◆ **GIVEN DATA**
----------------------------------------

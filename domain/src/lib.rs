//! Domain layer for conclave
//!
//! This crate contains the core conversation model: messages and the
//! append-only log, participant membership, and the bookkeeping of
//! termination checks. It has no I/O and no async code; the application
//! layer drives it.
//!
//! # Core Concepts
//!
//! ## Message Log
//!
//! Every utterance, announcement and membership change ends up as a
//! [`Message`] in the session's [`MessageLog`]. The log is the authoritative
//! history: entries are appended, never edited or reordered.
//!
//! ## Membership
//!
//! - **Speakers** produce a message every round
//! - **Bystanders** receive every broadcast but never speak
//! - **Evaluators** are asked whether the activity is done, only while a
//!   termination check runs
//!
//! ## Termination
//!
//! After each round, evaluators answer their queries in order. The first
//! "no" ends that round's check; a round of only "yes" answers converges.
//! A round cap bounds the whole run.

pub mod config;
pub mod core;
pub mod membership;
pub mod message;
pub mod quorum;
pub mod termination;

// Re-export commonly used types
pub use config::{ConfigIssue, ConfigIssueCode, Severity};
pub use core::{
    error::DomainError,
    identity::SessionIdentity,
    participant::{ParticipantId, Pronouns},
    string::{english_join, truncate},
};
pub use membership::{JoinRequest, MembershipRegistry, Role};
pub use message::{
    entities::Message,
    log::{LogRecord, LogSlice, MessageLog},
    payload::{MediaAsset, Payload, PayloadKind},
};
pub use quorum::{QuorumRule, Vote, VoteResult};
pub use termination::{
    EvaluationRound, RoundTracker, TerminationOutcome, TerminationState, Verdict,
};
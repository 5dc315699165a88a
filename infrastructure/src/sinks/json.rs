//! JSON transcript sink.
//!
//! Writes the whole log as a pretty-printed JSON array of [`LogRecord`]s to
//! `<base_dir>/<session-slug>/conversation.json`. Each persist call rewrites
//! the file through a temporary sibling, so a crash mid-write leaves the
//! previous checkpoint intact.

use async_trait::async_trait;
use conclave_application::ports::durable_sink::{DurableSink, SinkError};
use conclave_domain::{LogRecord, SessionIdentity};
use std::path::{Path, PathBuf};
use tracing::debug;

/// File name of the JSON transcript inside a session directory
pub const JSON_TRANSCRIPT_FILE: &str = "conversation.json";

pub struct JsonFileSink {
    base_dir: PathBuf,
}

impl JsonFileSink {
    pub fn new(base_dir: impl Into<PathBuf>) -> Self {
        Self {
            base_dir: base_dir.into(),
        }
    }

    pub fn base_dir(&self) -> &Path {
        &self.base_dir
    }

    /// Where the transcript of `identity` is written
    pub fn path_for(&self, identity: &SessionIdentity) -> PathBuf {
        self.base_dir
            .join(identity.slug())
            .join(JSON_TRANSCRIPT_FILE)
    }
}

#[async_trait]
impl DurableSink for JsonFileSink {
    async fn persist(
        &self,
        records: &[LogRecord],
        identity: &SessionIdentity,
    ) -> Result<(), SinkError> {
        let json = serde_json::to_string_pretty(records)
            .map_err(|e| SinkError::Serialization(e.to_string()))?;

        let path = self.path_for(identity);
        write_replacing(&path, json.as_bytes()).await?;

        debug!("Wrote {} records to {}", records.len(), path.display());
        Ok(())
    }
}

/// Write `contents` to `path` via a temporary file and a rename.
pub(crate) async fn write_replacing(path: &Path, contents: &[u8]) -> Result<(), SinkError> {
    if let Some(parent) = path.parent() {
        tokio::fs::create_dir_all(parent).await?;
    }

    let mut tmp = path.as_os_str().to_owned();
    tmp.push(".tmp");
    let tmp = PathBuf::from(tmp);

    tokio::fs::write(&tmp, contents).await?;
    tokio::fs::rename(&tmp, path).await?;
    Ok(())
}

#[cfg(test)]
mod tests {
    use super::*;
    use conclave_domain::{MediaAsset, Message, MessageLog};

    fn sample_log() -> MessageLog {
        let mut log = MessageLog::new();
        log.append(Message::system("Welcome")).unwrap();
        log.append(Message::text("Ada", "Hello")).unwrap();
        log.append(Message::image(
            "Ada",
            MediaAsset::new("image/png", "file:///sketch.png").with_caption("A sketch"),
        ))
        .unwrap();
        log
    }

    #[tokio::test]
    async fn test_writes_pretty_json_array() {
        let dir = tempfile::tempdir().unwrap();
        let sink = JsonFileSink::new(dir.path());
        let identity = SessionIdentity::new("Design Review");
        let log = sample_log();

        sink.persist(&log.to_serializable(), &identity).await.unwrap();

        let path = dir.path().join("design-review").join("conversation.json");
        assert_eq!(sink.path_for(&identity), path);

        let content = std::fs::read_to_string(&path).unwrap();
        assert!(content.contains("\n  "));

        let records: Vec<LogRecord> = serde_json::from_str(&content).unwrap();
        assert_eq!(records.len(), 3);
        assert_eq!(records[1].sender.as_str(), "Ada");
        assert_eq!(records[2].kind, "image");
    }

    #[tokio::test]
    async fn test_rewrites_on_each_persist() {
        let dir = tempfile::tempdir().unwrap();
        let sink = JsonFileSink::new(dir.path());
        let identity = SessionIdentity::new("checkpoints");
        let mut log = sample_log();

        sink.persist(&log.to_serializable(), &identity).await.unwrap();
        log.append(Message::system("Goodbye")).unwrap();
        sink.persist(&log.to_serializable(), &identity).await.unwrap();

        let content = std::fs::read_to_string(sink.path_for(&identity)).unwrap();
        let records: Vec<LogRecord> = serde_json::from_str(&content).unwrap();
        assert_eq!(records.len(), 4);
        assert!(!dir.path().join("checkpoints").join("conversation.json.tmp").exists());
    }
}
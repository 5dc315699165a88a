//! Use cases
//!
//! Application-level operations that orchestrate a session.

pub mod activities;
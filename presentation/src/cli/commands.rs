//! CLI command definitions

use clap::{Parser, ValueEnum};
use std::path::PathBuf;

/// How the transcript is printed when the session ends
#[derive(Debug, Clone, Copy, PartialEq, Eq, ValueEnum)]
pub enum OutputFormat {
    /// Colored transcript with a summary
    Full,
    /// Plain `sender: text` lines
    Plain,
    /// The JSON transcript records
    Json,
}

/// What the session does once it is open
#[derive(Debug, Clone, Copy, PartialEq, Eq, Default, ValueEnum)]
pub enum Activity {
    /// Converse until the configured queries are satisfied, or for a fixed
    /// number of rounds when there are none
    #[default]
    Converse,
    /// Brainstorm on --topic until the speakers are done
    Brainstorm,
    /// Discuss --topic until the speakers agree, then collect final thoughts
    Consensus,
    /// Work through every --topic as an agenda item
    Meeting,
    /// Debate --topic between participants with a configured position
    Debate,
    /// Negotiate --topic among the speakers for a fixed number of rounds
    Negotiation,
    /// --author presents the --topic work and the other speakers review it
    PeerReview,
    /// Every --questioner asks and the other speakers answer until the
    /// questioners are satisfied
    QuestionAndAnswer,
    /// Chat among the speakers for a fixed number of rounds
    Casual,
}

/// CLI arguments for conclave
#[derive(Parser, Debug)]
#[command(name = "conclave")]
#[command(author, version, about = "Run a turn-based conversation between participants")]
#[command(long_about = r#"
Conclave runs a round-robin conversation between configured participants.

Every round each speaker says something, and everyone in the session hears it.
After each round the configured evaluators are asked whether the conversation
is done; the first "no" moves on to the next round, and --max-rounds bounds
the whole run.

Configuration files are loaded from (in priority order):
1. CONCLAVE_* environment variables
2. --config <path>     Explicit config file
3. ./conclave.toml     Project-level config
4. ~/.config/conclave/config.toml   Global config

Example:
  conclave --config standup.toml
  conclave --activity brainstorm --topic "release names" --max-rounds 5
  conclave --activity meeting --topic "budget" --topic "hiring"
  conclave --activity peer-review --topic "the parser" --author Ada
  conclave --activity question-and-answer --questioner Grace
  conclave --replay conversations/standup/conversation.json
"#)]
pub struct Cli {
    /// Activity to run
    #[arg(short, long, value_enum, default_value = "converse")]
    pub activity: Activity,

    /// Topic of the activity (repeat for meeting agenda items)
    #[arg(short, long, value_name = "TOPIC")]
    pub topic: Vec<String>,

    /// Participant who presents the work in a peer review (default: first speaker)
    #[arg(long, value_name = "NAME")]
    pub author: Option<String>,

    /// Participant asking questions in a Q&A session (repeatable)
    #[arg(long, value_name = "NAME")]
    pub questioner: Vec<String>,

    /// Session name (overrides config)
    #[arg(short, long, value_name = "NAME")]
    pub name: Option<String>,

    /// Run exactly this many rounds, ignoring termination queries
    #[arg(short, long, value_name = "N")]
    pub rounds: Option<usize>,

    /// Round cap for termination checks (overrides config)
    #[arg(long, value_name = "N")]
    pub max_rounds: Option<usize>,

    /// Print a saved JSON transcript and exit
    #[arg(long, value_name = "PATH")]
    pub replay: Option<PathBuf>,

    /// Output format
    #[arg(short, long, value_enum, default_value = "full")]
    pub output: OutputFormat,

    /// Directory for transcripts (overrides config)
    #[arg(long, value_name = "DIR")]
    pub output_dir: Option<PathBuf>,

    /// Also write daily-rotated trace logs to this directory
    #[arg(long, value_name = "DIR")]
    pub log_dir: Option<PathBuf>,

    /// Verbosity level (-v = info, -vv = debug, -vvv = trace)
    #[arg(short, long, action = clap::ArgAction::Count)]
    pub verbose: u8,

    /// Suppress progress indicators
    #[arg(short, long)]
    pub quiet: bool,

    /// Path to configuration file
    #[arg(long, value_name = "PATH")]
    pub config: Option<PathBuf>,

    /// Disable loading of configuration files
    #[arg(long)]
    pub no_config: bool,

    /// Show configuration file locations and exit
    #[arg(long)]
    pub show_config: bool,
}

impl Cli {
    /// Tracing filter directive for the chosen verbosity
    pub fn log_level(&self) -> &'static str {
        match self.verbose {
            0 => "warn",
            1 => "info",
            2 => "debug",
            _ => "trace", // -vvv or more
        }
    }
}
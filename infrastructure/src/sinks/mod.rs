//! Durable sinks: where finished conversations are written.
//!
//! Implements the [`DurableSink`](conclave_application::DurableSink) port:
//!
//! - [`JsonFileSink`]: machine-readable transcript, loadable with [`load_transcript`]
//! - [`MarkdownFileSink`]: human-readable transcript
//! - [`TextFileSink`]: plain timestamped lines
//! - [`CompositeSink`]: several of the above at once

mod composite;
mod json;
mod markdown;
mod text;
mod transcript;

pub use composite::CompositeSink;
pub use json::{JSON_TRANSCRIPT_FILE, JsonFileSink};
pub use markdown::{MARKDOWN_TRANSCRIPT_FILE, MarkdownFileSink, render_markdown};
pub use text::{TEXT_TRANSCRIPT_FILE, TextFileSink, render_text};
pub use transcript::{TranscriptError, load_transcript, parse_transcript};
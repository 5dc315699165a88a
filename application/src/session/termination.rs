//! Termination protocol: converse until the evaluators agree the activity
//! is done, or a round cap is hit.

use super::{ConversationSession, SessionError};
use crate::ports::conversation_logger::ConversationEvent;
use crate::ports::participant::Participant;
use conclave_domain::{Message, ParticipantId, RoundTracker, TerminationOutcome, Verdict};
use serde_json::json;
use std::collections::HashMap;
use std::sync::Arc;
use tracing::{debug, info};

/// A yes/no question put to one or more evaluators after every round
#[derive(Clone)]
pub struct TerminationQuery {
    evaluators: Vec<Arc<dyn Participant>>,
    prompt: String,
}

impl TerminationQuery {
    pub fn new(evaluator: Arc<dyn Participant>, prompt: impl Into<String>) -> Self {
        Self {
            evaluators: vec![evaluator],
            prompt: prompt.into(),
        }
    }

    /// The same prompt, asked of each evaluator in turn
    pub fn each(
        evaluators: impl IntoIterator<Item = Arc<dyn Participant>>,
        prompt: impl Into<String>,
    ) -> Self {
        Self {
            evaluators: evaluators.into_iter().collect(),
            prompt: prompt.into(),
        }
    }

    pub fn prompt(&self) -> &str {
        &self.prompt
    }

    pub fn evaluators(&self) -> &[Arc<dyn Participant>] {
        &self.evaluators
    }

    /// One `(evaluator, prompt)` pair per evaluator, in query order
    pub fn expand(queries: &[TerminationQuery]) -> Vec<(Arc<dyn Participant>, String)> {
        queries
            .iter()
            .flat_map(|query| {
                query
                    .evaluators
                    .iter()
                    .map(move |evaluator| (Arc::clone(evaluator), query.prompt.clone()))
            })
            .collect()
    }
}

impl std::fmt::Debug for TerminationQuery {
    fn fmt(&self, f: &mut std::fmt::Formatter<'_>) -> std::fmt::Result {
        f.debug_struct("TerminationQuery")
            .field(
                "evaluators",
                &self
                    .evaluators
                    .iter()
                    .map(|e| e.id().as_str())
                    .collect::<Vec<_>>(),
            )
            .field("prompt", &self.prompt)
            .finish()
    }
}

impl ConversationSession {
    /// Converse round by round until every query is answered "yes".
    ///
    /// After each round the expanded queries are asked in order with
    /// `remember = false`; the first "no" ends that round's check and the
    /// next round starts. Evaluators receive every broadcast while the check
    /// runs and stop receiving when it returns, whatever the outcome.
    ///
    /// Hitting the cap is an `Ok` outcome. `max_rounds == 0` returns
    /// immediately without running a round; an empty query list converges
    /// after one round.
    pub async fn converse_until_done(
        &mut self,
        queries: &[TerminationQuery],
        max_rounds: usize,
    ) -> Result<TerminationOutcome, SessionError> {
        self.ensure_open()?;

        let pairs = TerminationQuery::expand(queries);
        let evaluator_ids: Vec<ParticipantId> =
            pairs.iter().map(|(e, _)| e.id().clone()).collect();
        let handles: HashMap<ParticipantId, Arc<dyn Participant>> = pairs
            .iter()
            .map(|(e, _)| (e.id().clone(), Arc::clone(e)))
            .collect();

        info!(
            "Session '{}' conversing until done: {} query(ies), at most {} round(s)",
            self.identity,
            pairs.len(),
            max_rounds
        );

        self.registry.begin_evaluation(&evaluator_ids);
        self.evaluator_handles = handles;

        let result = self.run_until_done(&pairs, max_rounds).await;

        self.registry.end_evaluation();
        self.evaluator_handles.clear();

        let outcome = self.settle(result)?;
        info!("Session '{}': {}", self.identity, outcome);
        self.logger.log(ConversationEvent::new(
            "termination_outcome",
            json!({
                "session": self.identity.name(),
                "status": outcome.as_str(),
                "rounds": outcome.rounds(),
            }),
        ));
        self.progress.on_outcome(&outcome);
        Ok(outcome)
    }

    async fn run_until_done(
        &mut self,
        pairs: &[(Arc<dyn Participant>, String)],
        max_rounds: usize,
    ) -> Result<TerminationOutcome, SessionError> {
        let mut tracker = RoundTracker::new(max_rounds, pairs.len());

        while let Some(round) = tracker.begin_round() {
            self.run_round().await?;

            for (evaluator, prompt) in pairs {
                let id = evaluator.id().clone();
                let approved = self.guarded(&id, evaluator.decide(prompt, false)).await?;
                debug!(
                    "Round {}: {} answered {} to {:?}",
                    round,
                    id,
                    if approved { "yes" } else { "no" },
                    prompt
                );

                let verdict = Verdict::new(id.clone(), prompt.as_str(), approved);
                self.progress.on_evaluation(round, &verdict);

                if self.params.echo_decisions {
                    self.post(Message::text(id, if approved { "yes" } else { "no" }))
                        .await?;
                }

                if !tracker.record(verdict) {
                    break;
                }
            }

            let finished = tracker.finish_round();
            if let Some(evaluation) = tracker.history().last() {
                self.logger.log(ConversationEvent::new(
                    "termination_check",
                    json!({
                        "session": self.identity.name(),
                        "round": evaluation.round,
                        "summary": evaluation.summary(),
                        "converged": evaluation.converged(),
                        "verdicts": evaluation.verdicts,
                    }),
                ));
                self.evaluation_history.push(evaluation.clone());
            }

            if let Some(outcome) = finished {
                return Ok(outcome);
            }
        }

        Ok(tracker
            .outcome()
            .unwrap_or(TerminationOutcome::RoundCapExceeded {
                rounds: tracker.rounds_run(),
            }))
    }
}
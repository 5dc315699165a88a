//! Membership registry
//!
//! Tracks who speaks, who only listens, and who is transiently asked to
//! judge whether the conversation is done. All views preserve registration
//! order because turn order is derived from them.

use crate::core::error::DomainError;
use crate::core::participant::ParticipantId;
use serde::{Deserialize, Serialize};

/// Persistent role of a conversation member
#[derive(Debug, Clone, Copy, PartialEq, Eq, Hash, Serialize, Deserialize)]
#[serde(rename_all = "lowercase")]
pub enum Role {
    /// Produces a message every round
    Speaker,
    /// Receives broadcasts but never produces
    Bystander,
}

impl Role {
    pub fn as_str(&self) -> &'static str {
        match self {
            Role::Speaker => "speaker",
            Role::Bystander => "bystander",
        }
    }
}

impl std::fmt::Display for Role {
    fn fmt(&self, f: &mut std::fmt::Formatter<'_>) -> std::fmt::Result {
        write!(f, "{}", self.as_str())
    }
}

impl std::str::FromStr for Role {
    type Err = String;

    fn from_str(s: &str) -> Result<Self, Self::Err> {
        match s.to_lowercase().as_str() {
            "speaker" => Ok(Role::Speaker),
            "bystander" => Ok(Role::Bystander),
            _ => Err(format!("Unknown role: {}. Valid: speaker, bystander", s)),
        }
    }
}

/// An ordered set of join requests, each naming a participant and a role
#[derive(Debug, Clone, Default, PartialEq, Eq)]
pub struct JoinRequest {
    entries: Vec<(ParticipantId, Role)>,
}

impl JoinRequest {
    pub fn new() -> Self {
        Self::default()
    }

    pub fn speakers<I, P>(ids: I) -> Self
    where
        I: IntoIterator<Item = P>,
        P: Into<ParticipantId>,
    {
        Self::of(ids, Role::Speaker)
    }

    pub fn bystanders<I, P>(ids: I) -> Self
    where
        I: IntoIterator<Item = P>,
        P: Into<ParticipantId>,
    {
        Self::of(ids, Role::Bystander)
    }

    pub fn of<I, P>(ids: I, role: Role) -> Self
    where
        I: IntoIterator<Item = P>,
        P: Into<ParticipantId>,
    {
        Self {
            entries: ids.into_iter().map(|id| (id.into(), role)).collect(),
        }
    }

    pub fn with(mut self, id: impl Into<ParticipantId>, role: Role) -> Self {
        self.entries.push((id.into(), role));
        self
    }

    pub fn entries(&self) -> &[(ParticipantId, Role)] {
        &self.entries
    }

    pub fn is_empty(&self) -> bool {
        self.entries.is_empty()
    }

    /// Fail if any participant is requested as both speaker and bystander
    pub fn validate(&self) -> Result<(), DomainError> {
        let mut conflicting: Vec<String> = Vec::new();

        for (id, role) in &self.entries {
            let clash = self
                .entries
                .iter()
                .any(|(other, other_role)| other == id && other_role != role);
            if clash && !conflicting.iter().any(|c| c == id.as_str()) {
                conflicting.push(id.to_string());
            }
        }

        if conflicting.is_empty() {
            Ok(())
        } else {
            Err(DomainError::AmbiguousRoleRequest(conflicting))
        }
    }
}

/// Speakers, bystanders and the transient evaluator overlay
///
/// A participant is never both a speaker and a bystander. Every mutating
/// method returns the participants whose state actually changed, so the
/// caller can announce the change exactly once.
#[derive(Debug, Clone, Default)]
pub struct MembershipRegistry {
    speakers: Vec<ParticipantId>,
    bystanders: Vec<ParticipantId>,
    evaluators: Vec<ParticipantId>,
}

impl MembershipRegistry {
    pub fn new() -> Self {
        Self::default()
    }

    /// Join participants in the requested roles.
    ///
    /// Joining as a speaker clears bystander status; joining as a bystander
    /// clears speaker status. Already-joined participants are skipped.
    pub fn join(&mut self, request: &JoinRequest) -> Result<Vec<ParticipantId>, DomainError> {
        request.validate()?;

        let mut changed = Vec::new();
        for (id, role) in request.entries() {
            if self.role_of(id) == Some(*role) {
                continue;
            }

            match role {
                Role::Speaker => {
                    remove(&mut self.bystanders, id);
                    self.speakers.push(id.clone());
                }
                Role::Bystander => {
                    remove(&mut self.speakers, id);
                    self.bystanders.push(id.clone());
                }
            }
            push_unique(&mut changed, id);
        }

        Ok(changed)
    }

    /// Remove participants from every role, including the evaluator overlay.
    ///
    /// Non-members are ignored.
    pub fn leave(&mut self, ids: &[ParticipantId]) -> Vec<ParticipantId> {
        let mut removed = Vec::new();
        for id in ids {
            let was_member = remove(&mut self.speakers, id)
                | remove(&mut self.bystanders, id)
                | remove(&mut self.evaluators, id);
            if was_member {
                push_unique(&mut removed, id);
            }
        }
        removed
    }

    /// Make participants bystanders.
    ///
    /// A speaker added as bystander stops speaking.
    pub fn add_bystanders(&mut self, ids: &[ParticipantId]) -> Vec<ParticipantId> {
        let mut added = Vec::new();
        for id in ids {
            if self.bystanders.contains(id) {
                continue;
            }
            remove(&mut self.speakers, id);
            self.bystanders.push(id.clone());
            push_unique(&mut added, id);
        }
        added
    }

    /// Drop bystander status; speaker status is never touched.
    pub fn remove_bystanders(&mut self, ids: &[ParticipantId]) -> Vec<ParticipantId> {
        let mut removed = Vec::new();
        for id in ids {
            if remove(&mut self.bystanders, id) {
                push_unique(&mut removed, id);
            }
        }
        removed
    }

    /// Install the evaluator overlay for one termination check
    pub fn begin_evaluation(&mut self, ids: &[ParticipantId]) {
        self.evaluators.clear();
        for id in ids {
            push_unique(&mut self.evaluators, id);
        }
    }

    /// Clear the evaluator overlay
    pub fn end_evaluation(&mut self) {
        self.evaluators.clear();
    }

    pub fn speakers(&self) -> &[ParticipantId] {
        &self.speakers
    }

    pub fn bystanders(&self) -> &[ParticipantId] {
        &self.bystanders
    }

    pub fn evaluators(&self) -> &[ParticipantId] {
        &self.evaluators
    }

    /// Speakers followed by bystanders
    pub fn all_participants(&self) -> Vec<ParticipantId> {
        self.speakers
            .iter()
            .chain(self.bystanders.iter())
            .cloned()
            .collect()
    }

    /// Everyone who receives a broadcast, each exactly once
    pub fn broadcast_targets(&self) -> Vec<ParticipantId> {
        let mut targets = self.all_participants();
        for id in &self.evaluators {
            push_unique(&mut targets, id);
        }
        targets
    }

    pub fn role_of(&self, id: &ParticipantId) -> Option<Role> {
        if self.speakers.contains(id) {
            Some(Role::Speaker)
        } else if self.bystanders.contains(id) {
            Some(Role::Bystander)
        } else {
            None
        }
    }

    /// Whether the participant is a speaker, bystander or active evaluator
    pub fn contains(&self, id: &ParticipantId) -> bool {
        self.role_of(id).is_some() || self.evaluators.contains(id)
    }
}

fn remove(list: &mut Vec<ParticipantId>, id: &ParticipantId) -> bool {
    let before = list.len();
    list.retain(|existing| existing != id);
    list.len() != before
}

fn push_unique(list: &mut Vec<ParticipantId>, id: &ParticipantId) {
    if !list.contains(id) {
        list.push(id.clone());
    }
}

----------------------------------------

I would like you to report every line in the listing above that contains "never".

//! history: entries are appended, never edited or reordered.
//! - **Bystanders** receive every broadcast but never speak
    /// Receives broadcasts but never produces
/// A participant is never both a speaker and a bystander. Every mutating
    /// Drop bystander status; speaker status is never touched.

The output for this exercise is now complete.